> [Collected data]
-------
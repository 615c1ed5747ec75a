//! Streaming product-catalog parser using quick-xml
//!
//! This module provides a pull-based parser that walks a catalog document once,
//! finds every `productInfo` element at any depth and turns each one into a
//! [`ProductRecord`].
//!
//! ```rust
//! use catalog2xlsx::catalog::parse_products;
//!
//! let xml = br#"<products><productInfo>
//!     <indexNum>100</indexNum>
//!     <name>Aspirin</name>
//!     <OKEIInfo><nationalCode>796</nationalCode></OKEIInfo>
//! </productInfo></products>"#;
//!
//! let products = parse_products(xml)?;
//! assert_eq!(products.len(), 1);
//! assert_eq!(products[0].unit_code, "796");
//! # Ok::<(), catalog2xlsx::catalog::CatalogError>(())
//! ```
//!
//! Parsing is all-or-nothing: the first invalid product aborts the whole
//! document and no records are returned.

use std::io::Read;

use log::debug;

use crate::models::ProductRecord;

pub use error::{CatalogError, FailureKind};
pub use events::{EventCursor, XmlEvent};
pub use iterators::ProductIterator;
pub use tags::ProductTag;
pub use text::read_element_text;

mod error;
mod events;
mod iterators;
mod product;
mod tags;
mod text;


/// Streaming parser for product catalogs
pub struct ProductStreamer<'a> {
    cursor: EventCursor<'a>,
    products_read: usize,
    failed: bool,
}

impl<'a> ProductStreamer<'a> {
    /// Create a new streamer over a complete XML document
    pub fn new(input: &'a [u8]) -> Result<Self, CatalogError> {
        if input.is_empty() {
            return Err(CatalogError::EmptyInput);
        }

        Ok(Self {
            cursor: EventCursor::new(input),
            products_read: 0,
            failed: false,
        })
    }

    /// Number of products returned so far
    pub fn products_read(&self) -> usize {
        self.products_read
    }

    /// Iterate over all remaining products
    pub fn products(self) -> ProductIterator<'a> {
        ProductIterator { streamer: self }
    }

    /// Read every remaining product, failing on the first invalid one
    pub fn read_all(mut self) -> Result<Vec<ProductRecord>, CatalogError> {
        let mut products = Vec::new();
        while let Some(product) = self.next_product()? {
            products.push(product);
        }
        Ok(products)
    }
}

/// Parse all products from an in-memory XML document
pub fn parse_products(input: &[u8]) -> Result<Vec<ProductRecord>, CatalogError> {
    let products = ProductStreamer::new(input)?.read_all()?;
    debug!("Parsed {} product(s) from {} bytes", products.len(), input.len());
    Ok(products)
}

/// Read a whole document from `reader` and parse all products from it
pub fn parse_reader<R: Read>(mut reader: R) -> Result<Vec<ProductRecord>, CatalogError> {
    let mut buffer = Vec::new();
    reader.read_to_end(&mut buffer)?;
    parse_products(&buffer)
}
//! Data model shared by the catalog parser and the workbook writer

use serde::Serialize;

/// One product extracted from a catalog document; one row of the output sheet
#[derive(Debug, Clone, Default, PartialEq, Eq, Serialize)]
#[serde(rename_all = "camelCase")]
pub struct ProductRecord {
    /// Ordering hint from `indexNum`; 0 when absent or empty
    pub sequence_index: i32,
    /// Unit-of-measure national code from `OKEIInfo/nationalCode`; never empty
    pub unit_code: String,
    /// Classification code from `OKPD2Info/OKPDCode`
    pub classification_code: String,
    /// Medical product code from `medicalProductCode`
    pub medical_code: String,
    /// Manufacturer from `manufacturer`
    pub manufacturer: String,
    /// Country of origin from `countryFullName`
    pub country_name: String,
    /// Registration certificate number
    pub certificate_number: String,
    /// Full product name from the first `name` element
    pub full_name: String,
    /// Trademark from `trademarkInfo/trademark`
    pub trade_mark: String,
}

impl ProductRecord {
    /// Create a record with the mandatory unit code and every other field defaulted
    pub fn new(sequence_index: i32, unit_code: impl Into<String>) -> Self {
        Self {
            sequence_index,
            unit_code: unit_code.into(),
            ..Default::default()
        }
    }

    /// Set the full product name
    pub fn with_full_name(mut self, full_name: impl Into<String>) -> Self {
        self.full_name = full_name.into();
        self
    }

    /// Set the trademark
    pub fn with_trade_mark(mut self, trade_mark: impl Into<String>) -> Self {
        self.trade_mark = trade_mark.into();
        self
    }

    /// Set the classification code
    pub fn with_classification_code(mut self, code: impl Into<String>) -> Self {
        self.classification_code = code.into();
        self
    }

    /// Set the country of origin
    pub fn with_country_name(mut self, country: impl Into<String>) -> Self {
        self.country_name = country.into();
        self
    }
}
-------
Keep only the lines from the line with "use serde::Serialize;" to the end of the records above, and repeat them exactly.

use serde::Serialize;

/// One product extracted from a catalog document; one row of the output sheet
#[derive(Debug, Clone, Default, PartialEq, Eq, Serialize)]
#[serde(rename_all = "camelCase")]
pub struct ProductRecord {
    /// Ordering hint from `indexNum`; 0 when absent or empty
    pub sequence_index: i32,
    /// Unit-of-measure national code from `OKEIInfo/nationalCode`; never empty
    pub unit_code: String,
    /// Classification code from `OKPD2Info/OKPDCode`
    pub classification_code: String,
    /// Medical product code from `medicalProductCode`
    pub medical_code: String,
    /// Manufacturer from `manufacturer`
    pub manufacturer: String,
    /// Country of origin from `countryFullName`
    pub country_name: String,
    /// Registration certificate number
    pub certificate_number: String,
    /// Full product name from the first `name` element
    pub full_name: String,
    /// Trademark from `trademarkInfo/trademark`
    pub trade_mark: String,
}

impl ProductRecord {
    /// Create a record with the mandatory unit code and every other field defaulted
    pub fn new(sequence_index: i32, unit_code: impl Into<String>) -> Self {
        Self {
            sequence_index,
            unit_code: unit_code.into(),
            ..Default::default()
        }
    }

    /// Set the full product name
    pub fn with_full_name(mut self, full_name: impl Into<String>) -> Self {
        self.full_name = full_name.into();
        self
    }

    /// Set the trademark
    pub fn with_trade_mark(mut self, trade_mark: impl Into<String>) -> Self {
        self.trade_mark = trade_mark.into();
        self
    }

    /// Set the classification code
    pub fn with_classification_code(mut self, code: impl Into<String>) -> Self {
        self.classification_code = code.into();
        self
    }

    /// Set the country of origin
    pub fn with_country_name(mut self, country: impl Into<String>) -> Self {
        self.country_name = country.into();
        self
    }
}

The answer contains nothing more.